騎士たちも殆どは深淵竜の攻撃で無様を晒していたが、一定以上の強者は既に反撃を始めていた。
「行くぞ第五騎士団の者たちよ。竜殺剣を構えよ」
第五騎士団の団長フラッド・ケルビンは竜殺剣を掲げながら指令を降す。副長ジュリアス・アルコグリアスを含め、第五騎士団の序列順に合計四本の竜殺剣が天に向かって掲げられる。
魔力を喰らい、瘴気を吐き出す混沌属性の魔剣だ。
超重力の中で倒れ伏す低位竜から強制的に魔力を徴収し、魔剣へと注がせる。
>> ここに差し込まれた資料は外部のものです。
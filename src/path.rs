//! Path resolution and manipulation utilities.

use crate::block_dev::BlockDevice;
use crate::cache::BufferCache;
use crate::config::ROOT_INODE_ID;
use crate::directory::{DirEntry, check_new_name, dir_add_entry, dir_lookup};
use crate::error::{FsError, Result};
use crate::inode::InodeTable;
use crate::superblock::SuperBlock;

/// What `resolve` should produce.
#[derive(Debug, Clone, Copy, PartialEq, Eq)]
pub enum Intent {
    /// The inode the path names.
    Lookup,
    /// Like `Lookup`, but a missing last component is created as an empty file.
    CreateLeaf,
    /// The directory that holds (or would hold) the last component.
    ParentOf,
}

/// Makes `path` absolute against `cwd` and canonical: no `.`, no `..`, no
/// repeated or trailing slashes. `..` at the root stays at the root.
pub fn normalize(cwd: &str, path: &str) -> String {
    let mut out = String::with_capacity(cwd.len() + path.len() + 1);
    // Length of `out` before each emitted segment, so `..` can drop back to it.
    let mut bounds: Vec<usize> = Vec::new();

    let relative = !path.starts_with('/');
    let prefix = if relative { cwd } else { "" };
    for segment in prefix.split('/').chain(path.split('/')) {
        match segment {
            "" | "." => {}
            ".." => {
                if let Some(bound) = bounds.pop() {
                    out.truncate(bound);
                }
            }
            name => {
                bounds.push(out.len());
                out.push('/');
                out.push_str(name);
            }
        }
    }

    if out.is_empty() {
        out.push('/');
    }
    out
}

/// Components of a normalized path; the root has none.
pub fn split(path: &str) -> Vec<&str> {
    path.split('/').filter(|s| !s.is_empty()).collect()
}

/// Last component of a normalized path, `None` for the root.
pub fn file_name(path: &str) -> Option<&str> {
    split(path).pop()
}

/// Walks `path` (relative paths start at `cwd`) from the root directory.
/// An empty path names nothing.
pub fn resolve<D: BlockDevice>(
    cache: &mut BufferCache<D>,
    superblock: &mut SuperBlock,
    inodes: &mut InodeTable,
    cwd: &str,
    path: &str,
    intent: Intent,
) -> Result<u32> {
    if path.is_empty() {
        return Err(FsError::InvalidPath);
    }
    let full = normalize(cwd, path);
    let components = split(&full);

    let mut current = ROOT_INODE_ID;
    let mut parent = ROOT_INODE_ID;
    let mut matched = 0;
    for name in &components {
        let dir = inodes.get(current)?;
        if !dir.is_dir() {
            return Err(FsError::NotADirectory);
        }
        match dir_lookup(cache, dir, name)? {
            Some((_, child)) => {
                parent = current;
                current = child;
                matched += 1;
            }
            None => break,
        }
    }

    if matched == components.len() {
        return Ok(match intent {
            Intent::ParentOf => parent,
            Intent::Lookup | Intent::CreateLeaf => current,
        });
    }
    if matched + 1 < components.len() {
        return Err(FsError::NotFound);
    }

    // Only the last component is missing; `current` is its directory.
    match intent {
        Intent::Lookup => Err(FsError::NotFound),
        Intent::ParentOf => Ok(current),
        Intent::CreateLeaf => {
            let name = components[matched];
            check_new_name(name)?;
            let entry_inode = inodes.alloc(superblock)?;
            let entry = DirEntry::new(name, entry_inode)?;
            let added = dir_add_entry(cache, superblock, inodes.get_mut(current)?, &entry);
            if let Err(err) = added {
                inodes.release(superblock, entry_inode)?;
                return Err(err);
            }
            Ok(entry_inode)
        }
    }
}
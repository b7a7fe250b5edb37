//! Directory contents.
//!
//! A directory is an ordinary file whose bytes are a dense array of fixed-size
//! entries, `entry_count` of them. Every directory holds `.` and `..`.
//! Removal moves the last entry into the hole, so order is not stable.

use tracing::debug;

use crate::block_dev::BlockDevice;
use crate::cache::BufferCache;
use crate::config::*;
use crate::error::{FsError, Result};
use crate::file::{read_at, write_at};
use crate::inode::Inode;
use crate::superblock::SuperBlock;

#[derive(Debug, Clone, PartialEq, Eq)]
pub struct DirEntry {
    pub name: String,
    pub inode_id: u32,
}

impl DirEntry {
    pub fn new(name: &str, inode_id: u32) -> Result<Self> {
        if name.is_empty()
            || name.len() > MAX_FILE_NAME_LEN
            || name.contains('/')
            || name.contains('\0')
        {
            return Err(FsError::InvalidFileName);
        }
        Ok(Self {
            name: name.to_string(),
            inode_id,
        })
    }

    /// On-disk form: NUL-padded name followed by the little-endian inode id.
    pub fn encode(&self) -> [u8; DIR_ENTRY_SIZE] {
        let mut raw = [0u8; DIR_ENTRY_SIZE];
        let name = self.name.as_bytes();
        let len = name.len().min(MAX_FILE_NAME_LEN);
        raw[..len].copy_from_slice(&name[..len]);
        raw[DIR_NAME_FIELD..].copy_from_slice(&self.inode_id.to_le_bytes());
        raw
    }

    pub fn decode(raw: &[u8; DIR_ENTRY_SIZE]) -> Self {
        let field = &raw[..DIR_NAME_FIELD];
        let len = field.iter().position(|&c| c == 0).unwrap_or(DIR_NAME_FIELD);
        let mut id = [0u8; 4];
        id.copy_from_slice(&raw[DIR_NAME_FIELD..]);
        Self {
            name: String::from_utf8_lossy(&field[..len]).into_owned(),
            inode_id: u32::from_le_bytes(id),
        }
    }
}

/// Checks a name a caller wants to create.
pub fn check_new_name(name: &str) -> Result<()> {
    if name == DOT_NAME || name == DOTDOT_NAME {
        return Err(FsError::InvalidFileName);
    }
    DirEntry::new(name, 0).map(|_| ())
}

fn require_dir(dir: &Inode) -> Result<()> {
    if !dir.is_dir() {
        return Err(FsError::NotADirectory);
    }
    Ok(())
}

/// Reads entry number `index`.
pub fn dir_entry_at<D: BlockDevice>(
    cache: &mut BufferCache<D>,
    dir: &Inode,
    index: usize,
) -> Result<DirEntry> {
    let mut raw = [0u8; DIR_ENTRY_SIZE];
    let read = read_at(cache, dir, index * DIR_ENTRY_SIZE, &mut raw)?;
    if read != DIR_ENTRY_SIZE {
        return Err(FsError::Corruption {
            block: dir.block_ptrs[0],
            detail: format!("directory entry {index} lies past the directory size"),
        });
    }
    Ok(DirEntry::decode(&raw))
}

/// Linear scan for `name`. Returns the entry index and its inode id.
pub fn dir_lookup<D: BlockDevice>(
    cache: &mut BufferCache<D>,
    dir: &Inode,
    name: &str,
) -> Result<Option<(usize, u32)>> {
    require_dir(dir)?;
    for index in 0..dir.entry_count as usize {
        let entry = dir_entry_at(cache, dir, index)?;
        if entry.name == name {
            return Ok(Some((index, entry.inode_id)));
        }
    }
    Ok(None)
}

/// Appends an entry. The caller owns the child's link count.
pub fn dir_add_entry<D: BlockDevice>(
    cache: &mut BufferCache<D>,
    superblock: &mut SuperBlock,
    dir: &mut Inode,
    entry: &DirEntry,
) -> Result<()> {
    if dir_lookup(cache, dir, &entry.name)?.is_some() {
        return Err(FsError::AlreadyExists);
    }
    let offset = dir.entry_count as usize * DIR_ENTRY_SIZE;
    write_at(cache, superblock, dir, offset, &entry.encode())?;
    dir.entry_count += 1;
    debug!(target: "flatfs::dir", name = %entry.name, inode_id = entry.inode_id, "add entry");
    Ok(())
}

/// Removes the entry called `name` by moving the last entry over it.
/// Returns the inode id the entry pointed at; reclaiming it is the caller's job.
pub fn dir_remove_entry<D: BlockDevice>(
    cache: &mut BufferCache<D>,
    superblock: &mut SuperBlock,
    dir: &mut Inode,
    name: &str,
) -> Result<u32> {
    if name == DOT_NAME || name == DOTDOT_NAME {
        return Err(FsError::InvalidFileName);
    }
    let (index, inode_id) = dir_lookup(cache, dir, name)?.ok_or(FsError::NotFound)?;
    let last = dir.entry_count as usize - 1;
    if index != last {
        let moved = dir_entry_at(cache, dir, last)?;
        write_at(cache, superblock, dir, index * DIR_ENTRY_SIZE, &moved.encode())?;
    }
    dir.entry_count -= 1;
    dir.size = dir.entry_count * DIR_ENTRY_SIZE as u32;
    debug!(target: "flatfs::dir", name, inode_id, "remove entry");
    Ok(inode_id)
}

pub fn dir_entries<D: BlockDevice>(
    cache: &mut BufferCache<D>,
    dir: &Inode,
) -> Result<Vec<DirEntry>> {
    require_dir(dir)?;
    (0..dir.entry_count as usize)
        .map(|index| dir_entry_at(cache, dir, index))
        .collect()
}

/// True when only `.` and `..` are left.
pub fn dir_is_empty(dir: &Inode) -> bool {
    dir.entry_count <= 2
}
竜脈の力を借りることのできる低位竜から受け取った魔力は膨大であり、竜殺剣からは凄まじい量の瘴気が溢れ出ていた。
魔剣の力でそれをコントロールし、四人の騎士がそれを放つ。
『《瘴覇竜滅斬》!』
同時に竜殺剣が振り下ろされ、膨大な瘴気が天まで伸びた。
瘴気に重力など関係ない。
全てを飲み込み、命を奪うのが混沌の力だ。
深淵竜はその瘴気に飲み込まれ、肉体を滅ぼされて魔石を残す。竜殺剣というだけあって、竜に対して期待通りに威力を発揮したのだった。
騎士たちは地面に膝をつきながらも歓声を上げ、第五騎士団を褒めたたえる。
更に士気を挙げるべく、国王ペルロイカは遂に動き出した。
「卑劣な魔王に屈することなどない! この程度で我らが負けるなどと魔王に思わせるな。この剣に誓って徹底的に蹂躙せよ。ナスカを滅ぼした悪逆の魔王を許すな!」
風魔術で声を拡散させ、騎士たちを奮い立たせる。超重力によって地に膝を着けていた者も、王の言葉を聞いて立ち上がった。人間、やれば出来ると思わされる光景である。
精神が肉体に引かれるのと同時に、肉体も精神に引っ張られる。心が奮い立てば、不可能すらも可能になるのだ。
『うおおおおおおおおおおおおおおおお!』
ペルロイカは超重力をものともせずに歩き始め、騎士たちはそれに続く。十倍の重力の中で普通に歩けることは異常だが、超常的な身体能力を持つペルロイカ王、近衛騎士たちならば可能だ。他の騎士たちでは厳しいかもしれないが、頑張れば不可能ではない。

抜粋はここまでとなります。